Data provided: Begin

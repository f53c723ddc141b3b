//! Surface services consumed by the mesher.
//!
//! The mesher never touches a geometry representation directly; it asks a
//! [`SurfaceOracle`] to evaluate boundary parameters, to project candidate
//! apex points back onto the surface and to measure boundary arc lengths.
//! [`PlaneOracle`] is exact; [`ParametricOracle`] adapts any [`Surface`].

use super::core::{Point3, Tolerance, UvBounds, UvPoint, Vec3};
use super::surface::{Surface, frame_axes_from_xaxis_normal, wrap_param};

/// Result of an oracle query.
#[derive(Debug, Clone, Copy, PartialEq)]
pub struct SurfaceSample {
    pub position: Point3,
    /// `None` where the surface normal is undefined (poles, degenerate edges).
    pub normal: Option<Vec3>,
    pub uv: Option<UvPoint>,
}

impl SurfaceSample {
    #[must_use]
    pub const fn new(position: Point3, normal: Option<Vec3>, uv: Option<UvPoint>) -> Self {
        Self { position, normal, uv }
    }
}

/// Number of chords used by the default [`SurfaceOracle::arc_length`].
pub const ARC_LENGTH_SAMPLES: usize = 16;

pub trait SurfaceOracle {
    /// Position and normal at a parameter. `None` when the parameter cannot
    /// be evaluated at all.
    fn evaluate(&self, uv: UvPoint) -> Option<SurfaceSample>;

    /// Foot point of `near` on the surface. `None` when the projection falls
    /// outside the patch.
    fn project(&self, near: Point3, normal_guess: Vec3) -> Option<SurfaceSample>;

    /// Length of the surface curve along the straight parameter path from
    /// `a` to `b`.
    fn arc_length(&self, a: UvPoint, b: UvPoint) -> f64 {
        let mut length = 0.0;
        let mut previous = match self.evaluate(a) {
            Some(sample) => sample.position,
            None => return 0.0,
        };
        for i in 1..=ARC_LENGTH_SAMPLES {
            let t = i as f64 / ARC_LENGTH_SAMPLES as f64;
            if let Some(sample) = self.evaluate(a.lerp(b, t)) {
                length += sample.position.distance_to(previous);
                previous = sample.position;
            }
        }
        length
    }
}

// ─────────────────────────────────────────────────────────────────────────────
// Plane
// ─────────────────────────────────────────────────────────────────────────────

/// Exact oracle for a flat plane with orthonormal parameter axes.
#[derive(Debug, Clone, Copy, PartialEq)]
pub struct PlaneOracle {
    origin: Point3,
    u_axis: Vec3,
    v_axis: Vec3,
    normal: Vec3,
    bounds: Option<UvBounds>,
}

impl PlaneOracle {
    /// The XY plane; `(u, v)` equals `(x, y)` and the normal is `+Z`.
    #[must_use]
    pub const fn xy() -> Self {
        Self {
            origin: Point3::ORIGIN,
            u_axis: Vec3::X,
            v_axis: Vec3::Y,
            normal: Vec3::Z,
            bounds: None,
        }
    }

    #[must_use]
    pub fn new(origin: Point3, x_axis: Vec3, normal: Vec3) -> Self {
        let (u_axis, v_axis, normal) = frame_axes_from_xaxis_normal(x_axis, normal);
        Self {
            origin,
            u_axis,
            v_axis,
            normal,
            bounds: None,
        }
    }

    /// Restrict projections to a parameter rectangle.
    #[must_use]
    pub const fn with_bounds(mut self, bounds: UvBounds) -> Self {
        self.bounds = Some(bounds);
        self
    }

    fn point_at(&self, uv: UvPoint) -> Point3 {
        self.origin
            .add_vec(self.u_axis.mul_scalar(uv.u))
            .add_vec(self.v_axis.mul_scalar(uv.v))
    }
}

impl SurfaceOracle for PlaneOracle {
    fn evaluate(&self, uv: UvPoint) -> Option<SurfaceSample> {
        if !uv.is_finite() {
            return None;
        }
        Some(SurfaceSample::new(self.point_at(uv), Some(self.normal), Some(uv)))
    }

    fn project(&self, near: Point3, _normal_guess: Vec3) -> Option<SurfaceSample> {
        if !near.is_finite() {
            return None;
        }
        let rel = near - self.origin;
        let uv = UvPoint::new(rel.dot(self.u_axis), rel.dot(self.v_axis));
        if let Some(bounds) = self.bounds {
            if !bounds.contains(uv) {
                return None;
            }
        }
        Some(SurfaceSample::new(self.point_at(uv), Some(self.normal), Some(uv)))
    }

    fn arc_length(&self, a: UvPoint, b: UvPoint) -> f64 {
        self.point_at(a).distance_to(self.point_at(b))
    }
}

// ─────────────────────────────────────────────────────────────────────────────
// Parametric surfaces
// ─────────────────────────────────────────────────────────────────────────────

const PROJECTION_SEED_GRID: usize = 24;
const PROJECTION_MAX_STEPS: usize = 32;

/// Oracle over any [`Surface`]: closest-point projection seeded from a coarse
/// parameter grid and refined with Gauss-Newton steps.
#[derive(Debug, Clone)]
pub struct ParametricOracle<S> {
    surface: S,
    seed_grid: usize,
}

impl<S: Surface> ParametricOracle<S> {
    #[must_use]
    pub fn new(surface: S) -> Self {
        Self {
            surface,
            seed_grid: PROJECTION_SEED_GRID,
        }
    }

    fn normalize_uv(&self, u: f64, v: f64) -> UvPoint {
        let (u0, u1) = self.surface.domain_u();
        let (v0, v1) = self.surface.domain_v();
        let u = if self.surface.is_u_closed() { wrap_param(u, u0, u1) } else { u.clamp(u0, u1) };
        let v = if self.surface.is_v_closed() { wrap_param(v, v0, v1) } else { v.clamp(v0, v1) };
        UvPoint::new(u, v)
    }

    fn seed(&self, target: Point3) -> UvPoint {
        let (u0, u1) = self.surface.domain_u();
        let (v0, v1) = self.surface.domain_v();
        let n = self.seed_grid;
        let mut best = UvPoint::new(u0, v0);
        let mut best_dist = f64::INFINITY;
        for i in 0..=n {
            let u = u0 + (u1 - u0) * i as f64 / n as f64;
            for j in 0..=n {
                let v = v0 + (v1 - v0) * j as f64 / n as f64;
                let d = self.surface.point_at(u, v).distance_to(target);
                if d < best_dist {
                    best_dist = d;
                    best = UvPoint::new(u, v);
                }
            }
        }
        best
    }

    /// `true` when `uv` sits on an open edge of the domain.
    fn on_open_edge(&self, uv: UvPoint) -> bool {
        let (u0, u1) = self.surface.domain_u();
        let (v0, v1) = self.surface.domain_v();
        let eps_u = Tolerance::DERIVATIVE.relative_to(u1 - u0);
        let eps_v = Tolerance::DERIVATIVE.relative_to(v1 - v0);
        let u_edge = !self.surface.is_u_closed() && (uv.u - u0 <= eps_u || u1 - uv.u <= eps_u);
        let v_edge = !self.surface.is_v_closed() && (uv.v - v0 <= eps_v || v1 - uv.v <= eps_v);
        u_edge || v_edge
    }
}

impl<S: Surface> SurfaceOracle for ParametricOracle<S> {
    fn evaluate(&self, uv: UvPoint) -> Option<SurfaceSample> {
        if !uv.is_finite() {
            return None;
        }
        let position = self.surface.point_at(uv.u, uv.v);
        if !position.is_finite() {
            return None;
        }
        Some(SurfaceSample::new(
            position,
            self.surface.normal_at(uv.u, uv.v),
            Some(uv),
        ))
    }

    fn project(&self, near: Point3, _normal_guess: Vec3) -> Option<SurfaceSample> {
        if !near.is_finite() {
            return None;
        }
        let (u0, u1) = self.surface.domain_u();
        let (v0, v1) = self.surface.domain_v();
        let step_eps_u = Tolerance::ZERO_LENGTH.relative_to(u1 - u0);
        let step_eps_v = Tolerance::ZERO_LENGTH.relative_to(v1 - v0);

        let mut uv = self.seed(near);
        for _ in 0..PROJECTION_MAX_STEPS {
            let p = self.surface.point_at(uv.u, uv.v);
            let (su, sv) = self.surface.partial_derivatives_at(uv.u, uv.v);
            let r = p - near;

            let a = su.dot(su);
            let b = su.dot(sv);
            let c = sv.dot(sv);
            let det = a * c - b * b;
            if !det.is_finite() || det.abs() <= Tolerance::ZERO_LENGTH.eps {
                break;
            }
            let gu = r.dot(su);
            let gv = r.dot(sv);
            let du = (-c * gu + b * gv) / det;
            let dv = (b * gu - a * gv) / det;

            uv = self.normalize_uv(uv.u + du, uv.v + dv);
            if du.abs() <= step_eps_u && dv.abs() <= step_eps_v {
                break;
            }
        }

        if self.on_open_edge(uv) {
            return None;
        }
        self.evaluate(uv)
    }
}

#[cfg(test)]
mod tests {
    use super::*;
    use crate::geom::surface::{CylinderSurface, PlaneSurface};

    #[test]
    fn plane_projection_drops_offset() {
        let oracle = PlaneOracle::xy();
        let sample = oracle.project(Point3::new(0.3, 0.7, 4.0), Vec3::Z).unwrap();
        assert_eq!(sample.position, Point3::new(0.3, 0.7, 0.0));
        assert_eq!(sample.normal, Some(Vec3::Z));
        assert!((oracle.arc_length(UvPoint::new(0.0, 0.0), UvPoint::new(3.0, 4.0)) - 5.0).abs() < 1e-12);
    }

    #[test]
    fn bounded_plane_rejects_outside_points() {
        let bounds = UvBounds::new(UvPoint::new(0.0, 0.0), UvPoint::new(1.0, 1.0));
        let oracle = PlaneOracle::xy().with_bounds(bounds);
        assert!(oracle.project(Point3::new(1.5, 0.5, 0.0), Vec3::Z).is_none());
        assert!(oracle.project(Point3::new(0.5, 0.5, 0.0), Vec3::Z).is_some());
    }

    #[test]
    fn cylinder_projection_lands_on_radius() {
        let cyl = CylinderSurface::from_base_axis_xaxis(Point3::ORIGIN, Vec3::Z, Vec3::X, 1.0).unwrap();
        let oracle = ParametricOracle::new(cyl);
        let sample = oracle.project(Point3::new(0.5, 0.5, 0.4), Vec3::X).unwrap();
        let radial = (sample.position.x.powi(2) + sample.position.y.powi(2)).sqrt();
        assert!((radial - 1.0).abs() < 1e-6);
        assert!((sample.position.z - 0.4).abs() < 1e-6);
        let n = sample.normal.unwrap();
        assert!((n.x - n.y).abs() < 1e-4);
    }

    #[test]
    fn cylinder_arc_length_matches_circumference_fraction() {
        let cyl = CylinderSurface::from_base_axis_xaxis(Point3::ORIGIN, Vec3::Z, Vec3::X, 1.0).unwrap();
        let oracle = ParametricOracle::new(cyl);
        let quarter = oracle.arc_length(UvPoint::new(0.0, 0.0), UvPoint::new(0.25, 0.0));
        assert!((quarter - std::f64::consts::FRAC_PI_2).abs() < 1e-2);
    }

    #[test]
    fn scaled_plane_surface_projects_to_parameters() {
        let plane = PlaneSurface::new(Point3::ORIGIN, Vec3::X * 2.0, Vec3::Y * 3.0);
        let oracle = ParametricOracle::new(plane);
        let sample = oracle.project(Point3::new(1.0, 1.5, 2.0), Vec3::Z).unwrap();
        assert!(sample.position.distance_to(Point3::new(1.0, 1.5, 0.0)) < 1e-9);
        let uv = sample.uv.unwrap();
        assert!((uv.u - 0.5).abs() < 1e-9 && (uv.v - 0.5).abs() < 1e-9);
        assert!(sample.normal.unwrap().z > 0.999);
    }

    #[test]
    fn projection_past_open_edge_fails() {
        let cyl = CylinderSurface::from_base_axis_xaxis(Point3::ORIGIN, Vec3::Z, Vec3::X, 1.0).unwrap();
        let oracle = ParametricOracle::new(cyl);
        assert!(oracle.project(Point3::new(1.0, 0.0, 3.0), Vec3::X).is_none());
    }
}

Data provided: End

• Task directions: An exact repeat of the lines from the one containing "assert!(sample.normal.unwrap().z > 0.999);" through the final line of the entries is the whole answer.

• Solution:
        assert!(sample.normal.unwrap().z > 0.999);
    }

    #[test]
    fn projection_past_open_edge_fails() {
        let cyl = CylinderSurface::from_base_axis_xaxis(Point3::ORIGIN, Vec3::Z, Vec3::X, 1.0).unwrap();
        let oracle = ParametricOracle::new(cyl);
        assert!(oracle.project(Point3::new(1.0, 0.0, 3.0), Vec3::X).is_none());
    }
}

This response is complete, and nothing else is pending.